Integrated supplementary information

Supplementary Figure 4 Localization of E-Syt1.

(a) Lysates of control and E-Syt1/2 DKO HeLa cells were processed by SDS-PAGE and immunoblotting with the original YU1231 serum (left) or affinity-purified antibodies from YU1231 serum (right). The affinity-purified antibodies were further incubated with aldehyde fixed E-Syt1/2 DKO lysates and used for immunohistochemistry. (b) Confocal images of E-Syt1/2 DKO HeLa cells expressing mRFP-Sec61β. Endogenous localization of E-Syt1 was detected by the affinity-purified antibodies after incubation with aldehyde fixed E-Syt1/2 DKO lysates (see Methods). Note the absence of the E-Syt1 fluorescence signals. Scale bars, 10 μm. (c) TIRF microscopy images of a HeLa cell expressing transfected EGFP-E-Syt1 before and after stimulation with ionomycin (2 μM) in the presence of extracellular Ca2+ at the indicated time. (d) Time-course of ionomycin-induced recruitment of EGFP-E-Syt1 to the PM, as shown in c (mean ± s.e.m., n = 11 cells pooled from 2 independent experiments). Scale bars, 10 μm. Unprocessed original scans of blots are shown in Supplementary Fig. 7.

Supplementary Figure 5 Characterization of the lipid transfer assay.

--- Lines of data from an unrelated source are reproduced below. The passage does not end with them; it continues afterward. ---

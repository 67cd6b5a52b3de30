//! Benchmarks for the per-tick risk path

use chrono::{Local, TimeZone, Utc};
use criterion::{black_box, criterion_group, criterion_main, Criterion};
use rust_decimal_macros::dec;
use std::sync::Arc;
use tradeguard::breakeven::{BreakevenConfig, BreakevenManager};
use tradeguard::risk::{PositionSizer, RiskLimits, RiskManager};
use tradeguard::Side;

fn benchmark_breakeven_update(c: &mut Criterion) {
    let config = BreakevenConfig::aggressive(dec!(0.25)).unwrap();
    let now = Utc.with_ymd_and_hms(2024, 6, 12, 15, 0, 0).unwrap();
    let prices = [dec!(4501), dec!(4508), dec!(4506), dec!(4512), dec!(4517), dec!(4514)];

    c.bench_function("breakeven_update_path", |b| {
        b.iter(|| {
            let mut manager = BreakevenManager::new(config.clone());
            manager.initialize_position(dec!(4500), dec!(4498), Side::Long);
            for price in prices {
                black_box(manager.update_at(black_box(price), now));
            }
            manager.take_events()
        })
    });
}

fn benchmark_can_trade(c: &mut Criterion) {
    let limits = Arc::new(RiskLimits::default());
    let mut manager = RiskManager::new(limits, dec!(50000)).unwrap();
    let now = Local::now();

    c.bench_function("risk_can_trade", |b| {
        b.iter(|| manager.can_trade_at(black_box("ES"), black_box(1), now))
    });
}

fn benchmark_position_size(c: &mut Criterion) {
    let sizer = PositionSizer::new(dec!(50000), Arc::new(RiskLimits::default())).unwrap();

    c.bench_function("position_size", |b| {
        b.iter(|| {
            sizer.calculate_position_size(
                black_box(dec!(4500)),
                black_box(dec!(4495)),
                dec!(0.25),
                dec!(12.50),
                Some(3),
            )
        })
    });
}

criterion_group!(
    benches,
    benchmark_breakeven_update,
    benchmark_can_trade,
    benchmark_position_size
);
criterion_main!(benches);
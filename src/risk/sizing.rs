//! Position sizing from dollar risk and account percentage
//!
//! Contract count is the minimum of three independent caps:
//! - dollar cap: `max_risk_per_trade / risk_per_contract`
//! - account cap: `balance * risk_per_trade_pct / 100 / risk_per_contract`
//! - contract cap: `max_contracts_per_trade`

use rust_decimal::prelude::ToPrimitive;
use rust_decimal::Decimal;
use rust_decimal_macros::dec;
use serde::{Deserialize, Serialize};
use std::sync::Arc;

use super::RiskLimits;
use crate::error::ConfigError;
use crate::types::Side;

/// Sizes positions against the configured limits and current balance
#[derive(Debug, Clone)]
pub struct PositionSizer {
    account_balance: Decimal,
    limits: Arc<RiskLimits>,
}

impl PositionSizer {
    /// Create a new sizer
    pub fn new(account_balance: Decimal, limits: Arc<RiskLimits>) -> Result<Self, ConfigError> {
        limits.validate()?;
        Ok(Self {
            account_balance,
            limits,
        })
    }

    pub fn account_balance(&self) -> Decimal {
        self.account_balance
    }

    pub fn limits(&self) -> &RiskLimits {
        &self.limits
    }

    /// Contracts to trade for a given entry and stop.
    ///
    /// Returns 0 when entry equals stop or when any cap rounds down to zero.
    pub fn calculate_position_size(
        &self,
        entry_price: Decimal,
        stop_loss: Decimal,
        tick_size: Decimal,
        tick_value: Decimal,
        max_contracts: Option<u32>,
    ) -> u32 {
        if entry_price == stop_loss || tick_size <= Decimal::ZERO {
            return 0;
        }

        let Some(risk_per_contract) = risk_per_contract(entry_price, stop_loss, tick_size, tick_value)
        else {
            return 0;
        };
        if risk_per_contract <= Decimal::ZERO {
            return 0;
        }

        let max_by_dollar_risk = floor_contracts(self.limits.max_risk_per_trade / risk_per_contract);

        let account_risk = self.account_balance * self.limits.risk_per_trade_pct / dec!(100);
        let max_by_account_pct = floor_contracts(account_risk / risk_per_contract);

        let mut size = max_by_dollar_risk
            .min(max_by_account_pct)
            .min(i64::from(self.limits.max_contracts_per_trade));

        if let Some(cap) = max_contracts {
            size = size.min(i64::from(cap));
        }

        size.max(0) as u32
    }

    /// Stop price that risks `risk_amount` dollars on one contract
    pub fn calculate_stop_loss(
        &self,
        entry_price: Decimal,
        is_long: bool,
        risk_amount: Decimal,
        tick_size: Decimal,
        tick_value: Decimal,
    ) -> Decimal {
        let points = risk_amount / tick_value * tick_size;
        match Side::from_is_long(is_long) {
            Side::Long => entry_price - points,
            Side::Short => entry_price + points,
        }
    }

    /// Replace the balance used for sizing
    pub fn update_account_balance(&mut self, new_balance: Decimal) {
        self.account_balance = new_balance;
    }
}

fn floor_contracts(value: Decimal) -> i64 {
    value.floor().to_i64().unwrap_or(i64::MAX)
}

/// Dollar risk of one contract between entry and stop.
///
/// `None` when `tick_size` is not positive or the result overflows.
pub fn risk_per_contract(
    entry_price: Decimal,
    stop_loss: Decimal,
    tick_size: Decimal,
    tick_value: Decimal,
) -> Option<Decimal> {
    if tick_size <= Decimal::ZERO {
        return None;
    }
    (entry_price - stop_loss)
        .abs()
        .checked_div(tick_size)?
        .checked_mul(tick_value)
}

/// Risk profile of a single proposed trade
#[derive(Debug, Clone, PartialEq, Serialize, Deserialize)]
pub struct TradeRiskMetrics {
    pub instrument: String,
    pub entry_price: Decimal,
    pub stop_loss: Decimal,
    pub quantity: u32,
    pub tick_size: Decimal,
    pub tick_value: Decimal,
}

impl TradeRiskMetrics {
    /// Dollar risk per contract
    pub fn risk_per_contract(&self) -> Option<Decimal> {
        risk_per_contract(self.entry_price, self.stop_loss, self.tick_size, self.tick_value)
    }

    /// Dollar risk for the whole trade
    pub fn total_risk(&self) -> Option<Decimal> {
        self.risk_per_contract()?
            .checked_mul(Decimal::from(self.quantity))
    }
}

/// Reward over risk; 0 when the stop sits on the entry
pub fn risk_reward_ratio(entry: Decimal, stop: Decimal, target: Decimal) -> Decimal {
    let risk = (entry - stop).abs();
    if risk.is_zero() {
        return Decimal::ZERO;
    }
    (target - entry).abs() / risk
}

/// Notional dollar value of a position
pub fn position_value(
    quantity: u32,
    price: Decimal,
    tick_size: Decimal,
    tick_value: Decimal,
) -> Decimal {
    Decimal::from(quantity) * (price / tick_size) * tick_value
}

/// Dollar value of a move in points
pub fn points_to_dollars(
    points: Decimal,
    quantity: u32,
    tick_size: Decimal,
    tick_value: Decimal,
) -> Decimal {
    Decimal::from(quantity) * (points / tick_size) * tick_value
}
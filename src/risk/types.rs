//! Risk gate decisions and reasons

use rust_decimal::Decimal;
use serde::{Deserialize, Serialize};
use std::fmt;
use thiserror::Error;

/// Why trading was shut down
#[derive(Debug, Clone, PartialEq, Eq, Serialize, Deserialize)]
pub enum ShutdownReason {
    /// Daily P&L reached `-max_daily_loss`
    DailyLossLimit,
    /// Total P&L reached `-max_total_loss`
    TotalLossLimit,
    /// Disabled by the operator or orchestrator
    Manual(String),
}

impl fmt::Display for ShutdownReason {
    fn fmt(&self, f: &mut fmt::Formatter<'_>) -> fmt::Result {
        match self {
            ShutdownReason::DailyLossLimit => write!(f, "Daily loss limit reached"),
            ShutdownReason::TotalLossLimit => write!(f, "Total loss limit reached"),
            ShutdownReason::Manual(reason) => write!(f, "{reason}"),
        }
    }
}

/// Reason a proposed trade was rejected by the risk gate
#[derive(Debug, Clone, PartialEq, Eq, Error, Serialize, Deserialize)]
pub enum DenialReason {
    /// Trading is shut down
    #[error("Trading disabled: {0}")]
    TradingDisabled(ShutdownReason),
    /// Outside the configured trading window
    #[error("Outside trading hours")]
    OutsideTradingHours,
    /// Daily loss limit breached (trips shutdown)
    #[error("Daily loss limit reached")]
    DailyLossLimit,
    /// Total loss limit breached (trips shutdown)
    #[error("Total loss limit reached")]
    TotalLossLimit,
    /// Daily profit target met
    #[error("Daily profit target reached")]
    DailyProfitTarget,
    /// Daily profit cap met
    #[error("Max daily profit reached")]
    MaxDailyProfit,
    /// Consecutive-loss cool-down still running
    #[error("Cool-down period: {remaining_secs}s remaining")]
    CoolDown { remaining_secs: i64 },
    /// Would exceed max open contracts
    #[error("Total contracts limit ({limit}) would be exceeded")]
    TotalContractsExceeded { limit: u32 },
    /// Order larger than max contracts per trade
    #[error("Trade size exceeds max contracts per trade ({limit})")]
    ContractsPerTradeExceeded { limit: u32 },
    /// Would open one instrument too many
    #[error("Max instruments limit ({limit}) reached")]
    MaxInstruments { limit: usize },
    /// Dollar risk above max risk per trade
    #[error("Trade risk ${risk:.2} exceeds limit ${limit:.2}")]
    RiskPerTradeExceeded { risk: Decimal, limit: Decimal },
    /// Position sizer produced zero contracts
    #[error("Calculated position size is 0 - risk too high")]
    ZeroPositionSize,
    /// Tick size or tick value was not positive
    #[error("Invalid instrument: tick size {tick_size}, tick value {tick_value}")]
    InvalidInstrument { tick_size: Decimal, tick_value: Decimal },
    /// Previous entry was too recent
    #[error("Trade throttled: {remaining_secs}s until next entry")]
    TradeThrottled { remaining_secs: i64 },
}

impl DenialReason {
    /// Short label used for metrics
    pub fn kind(&self) -> &'static str {
        match self {
            DenialReason::TradingDisabled(_) => "trading_disabled",
            DenialReason::OutsideTradingHours => "outside_trading_hours",
            DenialReason::DailyLossLimit => "daily_loss_limit",
            DenialReason::TotalLossLimit => "total_loss_limit",
            DenialReason::DailyProfitTarget => "daily_profit_target",
            DenialReason::MaxDailyProfit => "max_daily_profit",
            DenialReason::CoolDown { .. } => "cool_down",
            DenialReason::TotalContractsExceeded { .. } => "total_contracts",
            DenialReason::ContractsPerTradeExceeded { .. } => "contracts_per_trade",
            DenialReason::MaxInstruments { .. } => "max_instruments",
            DenialReason::RiskPerTradeExceeded { .. } => "risk_per_trade",
            DenialReason::ZeroPositionSize => "zero_position_size",
            DenialReason::InvalidInstrument { .. } => "invalid_instrument",
            DenialReason::TradeThrottled { .. } => "trade_throttled",
        }
    }
}

/// Outcome of a risk-gate check
#[derive(Debug, Clone, PartialEq, Eq, Serialize, Deserialize)]
pub enum TradeDecision {
    Allowed,
    Denied(DenialReason),
}

impl TradeDecision {
    pub fn is_allowed(&self) -> bool {
        matches!(self, TradeDecision::Allowed)
    }

    /// Human-readable reason, "Trade allowed" when allowed
    pub fn reason(&self) -> String {
        self.to_string()
    }

    pub fn denial(&self) -> Option<&DenialReason> {
        match self {
            TradeDecision::Allowed => None,
            TradeDecision::Denied(reason) => Some(reason),
        }
    }
}

impl fmt::Display for TradeDecision {
    fn fmt(&self, f: &mut fmt::Formatter<'_>) -> fmt::Result {
        match self {
            TradeDecision::Allowed => write!(f, "Trade allowed"),
            TradeDecision::Denied(reason) => write!(f, "{reason}"),
        }
    }
}

/// Risk level derived from daily loss usage
#[derive(Debug, Clone, Copy, PartialEq, Eq, PartialOrd, Ord, Serialize, Deserialize)]
#[serde(rename_all = "UPPERCASE")]
pub enum RiskLevel {
    Low,
    Medium,
    High,
    Critical,
}

impl fmt::Display for RiskLevel {
    fn fmt(&self, f: &mut fmt::Formatter<'_>) -> fmt::Result {
        let label = match self {
            RiskLevel::Low => "LOW",
            RiskLevel::Medium => "MEDIUM",
            RiskLevel::High => "HIGH",
            RiskLevel::Critical => "CRITICAL",
        };
        f.write_str(label)
    }
}
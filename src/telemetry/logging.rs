//! Structured logging setup

use serde::{Deserialize, Serialize};
use tracing_subscriber::{fmt, layer::SubscriberExt, util::SubscriberInitExt, EnvFilter};

/// Log output format
#[derive(Debug, Clone, Copy, Default, PartialEq, Eq, Serialize, Deserialize)]
#[serde(rename_all = "lowercase")]
pub enum LogFormat {
    /// Human-readable format
    #[default]
    Pretty,
    /// JSON format for log aggregation
    Json,
}

/// Initialize logging with the given level; `RUST_LOG` takes precedence
pub fn init_logging(level: &str, format: LogFormat) -> anyhow::Result<()> {
    let filter = EnvFilter::try_from_default_env().unwrap_or_else(|_| EnvFilter::new(level));
    let registry = tracing_subscriber::registry().with(filter);

    let result = match format {
        LogFormat::Pretty => registry.with(fmt::layer()).try_init(),
        LogFormat::Json => registry.with(fmt::layer().json()).try_init(),
    };

    result.map_err(|e| anyhow::anyhow!("Failed to init logging: {}", e))
}
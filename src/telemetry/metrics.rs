//! Prometheus metrics
//!
//! Recorded through the `metrics` facade; values are dropped unless an
//! exporter is installed with [`init_metrics_exporter`].

use metrics::{counter, describe_counter, describe_gauge, gauge};
use metrics_exporter_prometheus::PrometheusBuilder;
use rust_decimal::prelude::ToPrimitive;
use rust_decimal::Decimal;

/// Gauge metric types
#[derive(Debug, Clone, Copy, PartialEq, Eq)]
pub enum GaugeMetric {
    /// Realized P&L since the start of the day
    DailyPnl,
    /// Realized P&L since start-up
    TotalPnl,
    /// Open contracts across instruments
    OpenContracts,
    /// Instruments with an open position
    ActiveInstruments,
    /// Balance used for sizing
    AccountBalance,
    /// Stop price of the tracked position
    CurrentStop,
    /// Active breakeven step of the tracked position
    BreakevenStep,
    /// 1 while trading is enabled
    TradingEnabled,
}

impl GaugeMetric {
    pub const fn name(self) -> &'static str {
        match self {
            GaugeMetric::DailyPnl => "tradeguard_daily_pnl_usd",
            GaugeMetric::TotalPnl => "tradeguard_total_pnl_usd",
            GaugeMetric::OpenContracts => "tradeguard_open_contracts",
            GaugeMetric::ActiveInstruments => "tradeguard_active_instruments",
            GaugeMetric::AccountBalance => "tradeguard_account_balance_usd",
            GaugeMetric::CurrentStop => "tradeguard_current_stop",
            GaugeMetric::BreakevenStep => "tradeguard_breakeven_step",
            GaugeMetric::TradingEnabled => "tradeguard_trading_enabled",
        }
    }
}

/// Counter metric types
#[derive(Debug, Clone, Copy, PartialEq, Eq)]
pub enum CounterMetric {
    OrdersSubmitted,
    StopAdjustments,
    StepActivations,
    TradesClosed,
    Shutdowns,
}

impl CounterMetric {
    pub const fn name(self) -> &'static str {
        match self {
            CounterMetric::OrdersSubmitted => "tradeguard_orders_submitted_total",
            CounterMetric::StopAdjustments => "tradeguard_stop_adjustments_total",
            CounterMetric::StepActivations => "tradeguard_breakeven_steps_total",
            CounterMetric::TradesClosed => "tradeguard_trades_closed_total",
            CounterMetric::Shutdowns => "tradeguard_shutdowns_total",
        }
    }
}

const TRADES_DENIED: &str = "tradeguard_trades_denied_total";

/// Install the Prometheus exporter with an HTTP listener on `port`
pub fn init_metrics_exporter(port: u16) -> anyhow::Result<()> {
    PrometheusBuilder::new()
        .with_http_listener(([0, 0, 0, 0], port))
        .install()
        .map_err(|e| anyhow::anyhow!("Failed to install metrics exporter: {}", e))?;

    describe_metrics();
    tracing::info!(port, "Prometheus exporter listening");
    Ok(())
}

fn describe_metrics() {
    describe_gauge!(GaugeMetric::DailyPnl.name(), "Realized P&L for the current day");
    describe_gauge!(GaugeMetric::TotalPnl.name(), "Realized P&L since start-up");
    describe_gauge!(GaugeMetric::OpenContracts.name(), "Open contracts");
    describe_gauge!(GaugeMetric::CurrentStop.name(), "Stop of the tracked position");
    describe_counter!(TRADES_DENIED, "Entries rejected by the risk gate, by reason");
    describe_counter!(CounterMetric::StopAdjustments.name(), "Stop moves emitted");
}

/// Set a gauge value
pub fn set_gauge(metric: GaugeMetric, value: f64) {
    gauge!(metric.name()).set(value);
}

/// Set a gauge from a decimal value
pub fn set_decimal_gauge(metric: GaugeMetric, value: Decimal) {
    set_gauge(metric, value.to_f64().unwrap_or(0.0));
}

/// Increment a counter by one
pub fn increment(metric: CounterMetric) {
    counter!(metric.name()).increment(1);
}

/// Count a risk-gate denial under its reason label
pub fn record_denial(reason: &'static str) {
    counter!(TRADES_DENIED, "reason" => reason).increment(1);
}
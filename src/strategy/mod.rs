//! Strategy orchestration
//!
//! Wires the risk gate, position sizer and breakeven manager between a market
//! feed and an order gateway

mod orchestrator;
mod types;

pub use orchestrator::Strategy;
pub use types::{StrategyEvent, StrategyStats};
//! Controller state machine — stabilized gestures to pointer, button,
//! scroll and system-setting actions.
//!
//! One dispatcher exists per engine instance and owns all state that must
//! persist between frames: the click-armed flag, whether the primary button
//! is held for a drag, which pinch session is running, the pointer damper
//! and the pinch controller.

use tracing::{debug, info, warn};

use super::pinch::{PinchAnalogController, PinchAxis, PinchCommit, PinchConfig};
use super::pointer::{PointerDamper, ScreenSize};
use crate::hand::{Gesture, HandObservation};
use crate::sink::{InputSink, KeyState, Modifier, MouseButton, SettingSink, SinkError};

// ── Analog actions ─────────────────────────────────────────

/// Continuous adjustment driven by a committed pinch level.
#[derive(Debug, Clone, Copy, PartialEq, Eq)]
pub enum AnalogAction {
    Brightness,
    Volume,
    ScrollHorizontal,
    ScrollVertical,
}

impl AnalogAction {
    pub fn as_str(&self) -> &'static str {
        match self {
            Self::Brightness => "brightness",
            Self::Volume => "volume",
            Self::ScrollHorizontal => "scroll-horizontal",
            Self::ScrollVertical => "scroll-vertical",
        }
    }
}

/// Actions bound to the two pinch axes.
#[derive(Debug, Clone, Copy, PartialEq, Eq)]
pub struct PinchBinding {
    pub horizontal: AnalogAction,
    pub vertical: AnalogAction,
}

impl PinchBinding {
    /// Major-hand pinch: brightness across, volume up/down.
    pub const MAJOR: PinchBinding = PinchBinding {
        horizontal: AnalogAction::Brightness,
        vertical: AnalogAction::Volume,
    };

    /// Minor-hand pinch: scrolling on both axes.
    pub const MINOR: PinchBinding = PinchBinding {
        horizontal: AnalogAction::ScrollHorizontal,
        vertical: AnalogAction::ScrollVertical,
    };

    pub fn action_for(&self, axis: PinchAxis) -> AnalogAction {
        match axis {
            PinchAxis::Horizontal => self.horizontal,
            PinchAxis::Vertical => self.vertical,
        }
    }
}

/// Scaling of committed levels into actions.
#[derive(Debug, Clone)]
pub struct AnalogConfig {
    /// Wheel units per scroll commit.
    pub scroll_step: i32,
    /// Volume change per commit is `level / level_sensitivity`.
    pub level_sensitivity: f32,
    /// Brightness change per commit, in the direction of the level.
    pub brightness_step: f32,
}

impl Default for AnalogConfig {
    fn default() -> Self {
        Self {
            scroll_step: 120,
            level_sensitivity: 50.0,
            brightness_step: 0.1,
        }
    }
}

// ── Mode ───────────────────────────────────────────────────

/// Externally visible controller state.
#[derive(Debug, Clone, Copy, PartialEq, Eq)]
pub enum ControllerMode {
    Idle,
    /// V gesture seen; a click gesture will fire.
    PointerTracking,
    /// Primary button held down.
    Dragging,
    PinchMajorActive,
    PinchMinorActive,
}

impl ControllerMode {
    pub fn as_str(&self) -> &'static str {
        match self {
            Self::Idle => "idle",
            Self::PointerTracking => "pointer-tracking",
            Self::Dragging => "dragging",
            Self::PinchMajorActive => "pinch-major",
            Self::PinchMinorActive => "pinch-minor",
        }
    }
}

// ── Dispatcher ─────────────────────────────────────────────

/// Dispatcher configuration.
#[derive(Debug, Clone, Default)]
pub struct DispatchConfig {
    pub screen: ScreenSize,
    pub pinch: PinchConfig,
    pub analog: AnalogConfig,
}

pub struct ActionDispatcher {
    pub analog: AnalogConfig,
    damper: PointerDamper,
    pinch: PinchAnalogController,
    click_armed: bool,
    dragging: bool,
    pinch_major: bool,
    pinch_minor: bool,
}

impl ActionDispatcher {
    pub fn new(config: DispatchConfig) -> Self {
        Self {
            analog: config.analog,
            damper: PointerDamper::new(config.screen),
            pinch: PinchAnalogController::new(config.pinch),
            click_armed: false,
            dragging: false,
            pinch_major: false,
            pinch_minor: false,
        }
    }

    /// Handle one frame's governing gesture.
    ///
    /// `hand` is the observation of the hand the gesture came from.  Without
    /// one the frame is treated as rest.
    pub fn handle(
        &mut self,
        gesture: Gesture,
        hand: Option<&HandObservation>,
        input: &mut dyn InputSink,
        settings: &mut dyn SettingSink,
    ) {
        let Some(obs) = hand else {
            self.handle_rest(input);
            return;
        };

        let target = if gesture == Gesture::OpenPalm {
            None
        } else {
            Some(self.damper.target(obs))
        };

        if gesture != Gesture::Fist {
            self.release_drag(input);
        }
        if gesture != Gesture::PinchMajor && self.pinch_major {
            self.end_pinch(Gesture::PinchMajor);
        }
        if gesture != Gesture::PinchMinor && self.pinch_minor {
            self.end_pinch(Gesture::PinchMinor);
        }

        match gesture {
            Gesture::Victory => {
                self.click_armed = true;
                if let Some(pos) = target {
                    self.move_pointer(input, pos);
                }
            }
            Gesture::Fist => {
                if !self.dragging {
                    self.dragging = true;
                    info!("Drag started");
                    input.mouse_down(MouseButton::Primary);
                }
                if let Some(pos) = target {
                    self.move_pointer(input, pos);
                }
            }
            Gesture::Middle if self.click_armed => {
                debug!("Primary click");
                input.click(MouseButton::Primary);
                self.click_armed = false;
            }
            Gesture::Index if self.click_armed => {
                debug!("Secondary click");
                input.click(MouseButton::Secondary);
                self.click_armed = false;
            }
            Gesture::TwoFingerClosed if self.click_armed => {
                debug!("Double click");
                input.double_click();
                self.click_armed = false;
            }
            Gesture::PinchMinor => {
                if !self.pinch_minor {
                    self.pinch.init(obs);
                    self.pinch_minor = true;
                }
                if let Some(commit) = self.pinch.update(obs) {
                    self.apply(PinchBinding::MINOR, commit, input, settings);
                }
            }
            Gesture::PinchMajor => {
                if !self.pinch_major {
                    self.pinch.init(obs);
                    self.pinch_major = true;
                }
                if let Some(commit) = self.pinch.update(obs) {
                    self.apply(PinchBinding::MAJOR, commit, input, settings);
                }
            }
            _ => {}
        }
    }

    /// No hand in this frame: release everything and forget the pointer
    /// anchor so the next detection does not jump.
    pub fn hand_lost(&mut self, input: &mut dyn InputSink) {
        self.handle_rest(input);
        self.click_armed = false;
        self.damper.forget();
    }

    /// Release a held button and end every session.  Called when the
    /// engine stops.  Repeated calls do nothing.
    pub fn release(&mut self, input: &mut dyn InputSink) {
        self.handle_rest(input);
        self.click_armed = false;
    }

    pub fn mode(&self) -> ControllerMode {
        if self.dragging {
            ControllerMode::Dragging
        } else if self.pinch_major {
            ControllerMode::PinchMajorActive
        } else if self.pinch_minor {
            ControllerMode::PinchMinorActive
        } else if self.click_armed {
            ControllerMode::PointerTracking
        } else {
            ControllerMode::Idle
        }
    }

    pub fn is_dragging(&self) -> bool {
        self.dragging
    }

    pub fn is_click_armed(&self) -> bool {
        self.click_armed
    }

    pub fn cursor(&self) -> Option<(f64, f64)> {
        self.damper.cursor()
    }

    fn handle_rest(&mut self, input: &mut dyn InputSink) {
        self.release_drag(input);
        if self.pinch_major {
            self.end_pinch(Gesture::PinchMajor);
        }
        if self.pinch_minor {
            self.end_pinch(Gesture::PinchMinor);
        }
    }

    fn release_drag(&mut self, input: &mut dyn InputSink) {
        if self.dragging {
            self.dragging = false;
            info!("Drag released");
            input.mouse_up(MouseButton::Primary);
        }
    }

    fn end_pinch(&mut self, which: Gesture) {
        match which {
            Gesture::PinchMajor => self.pinch_major = false,
            Gesture::PinchMinor => self.pinch_minor = false,
            _ => return,
        }
        if !self.pinch_major && !self.pinch_minor {
            self.pinch.clear();
        }
        debug!("Pinch ended: {}", which.as_str());
    }

    fn move_pointer(&mut self, input: &mut dyn InputSink, pos: (f64, f64)) {
        input.move_to(pos.0, pos.1);
        self.damper.settle(pos);
    }

    fn apply(
        &mut self,
        binding: PinchBinding,
        commit: PinchCommit,
        input: &mut dyn InputSink,
        settings: &mut dyn SettingSink,
    ) {
        let action = binding.action_for(commit.axis);
        debug!("Analog {} level {:.1}", action.as_str(), commit.level);
        let step = self.analog.scroll_step;
        match action {
            AnalogAction::ScrollVertical => {
                input.scroll(if commit.level > 0.0 { step } else { -step });
            }
            AnalogAction::ScrollHorizontal => {
                let chord = [Modifier::Shift, Modifier::Ctrl];
                input.modifier_chord(&chord, KeyState::Pressed);
                input.scroll(if commit.level > 0.0 { -step } else { step });
                input.modifier_chord(&chord, KeyState::Released);
            }
            AnalogAction::Volume => {
                let delta = commit.level / self.analog.level_sensitivity;
                if let Err(e) = adjust_volume(settings, delta) {
                    warn!("Volume adjustment skipped: {}", e);
                }
            }
            AnalogAction::Brightness => {
                let delta = if commit.level > 0.0 {
                    self.analog.brightness_step
                } else {
                    -self.analog.brightness_step
                };
                if let Err(e) = adjust_brightness(settings, delta) {
                    warn!("Brightness adjustment skipped: {}", e);
                }
            }
        }
    }
}

fn adjust_volume(settings: &mut dyn SettingSink, delta: f32) -> Result<(), SinkError> {
    let level = (settings.volume()? + delta).clamp(0.0, 1.0);
    settings.set_volume(level)
}

fn adjust_brightness(settings: &mut dyn SettingSink, delta: f32) -> Result<(), SinkError> {
    let level = (settings.brightness()? + delta).clamp(0.0, 1.0);
    settings.set_brightness(level)
}

// ── Tests ──────────────────────────────────────────────────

(a) The self-quenching property of fluorescent lipids was plotted as the ratio of the quenched fluorescence signals ‘F0’ over the fully dequenched fluorescence signal in the presence of detergent ‘F’ (mean ± s.e.m., n = 3 independent experiments) (b) Time-course of normalized fluorescence signals, as assessed by fluorometry, for the mixture of acceptor liposomes with or without PI(4,5)P2 and donor liposomes containing 1% NBD-PE during an incubation with E-Syt1cyto in the presence of 100 μM Ca2+. Note the much slower dequenching of NBD-PE in the absence of PI(4,5)P2 in the acceptor liposomes. (c) Time-course of normalized fluorescence signals, as assessed by fluorometry, for the mixture of liposomes containing 1% NBD-PE either in ER-like or in PM-like liposomes incubated with E-Syt1cyto in the presence of 100 μM Ca2+. Note the comparable dequenching of NBD-PE in the two conditions. (d) (left) Content mixing assay. Time-course of normalized fluorescence signals, as assessed by fluorometer, from the mixture of acceptor and donor liposomes containing self-quenched sulforhodamine B (see Methods), and either E-Syt1cyto or E-Syt1cytoΔSMP, incubated with indicated concentration of Ca2+ in the assay buffer. Note the minimal dequenching of sulforhodamine B that depend neither on the presence nor absence of Ca2+. (right) Lipid transfer assay. Time-course of normalized fluorescence signals, as assessed by fluorometer, from the mixture of acceptor liposomes and donor liposomes containing 1% NBD-PE, and either E-Syt1cyto or E-Syt1cytoΔSMP, incubated with indicated concentration of Ca2+ in the assay buffer. Note the Ca2+- and SMP domain-dependent dequenching of NBD-PE fluorescence signals overtime. (e) Time-course of normalized fluorescence signal, as assessed by fluorometry, for the mixture of acceptor PM-like liposomes and donor ER-like liposomes containing 1% NBD-PE at the indicated ratios and incubated with E-Syt1cyto in the presence of 100 μM Ca2+. (f) Time-course of normalized fluorescence signals, as assessed by fluorometry, from the mixture of acceptor PM-like liposomes and donor ER-like liposomes. Addition of non-labeled PE to acceptor liposomes did not affect the transfer of NBD-PE. For all the liposome-based assays except a, data are from one experiment; the experiments were repeated three times with similar results.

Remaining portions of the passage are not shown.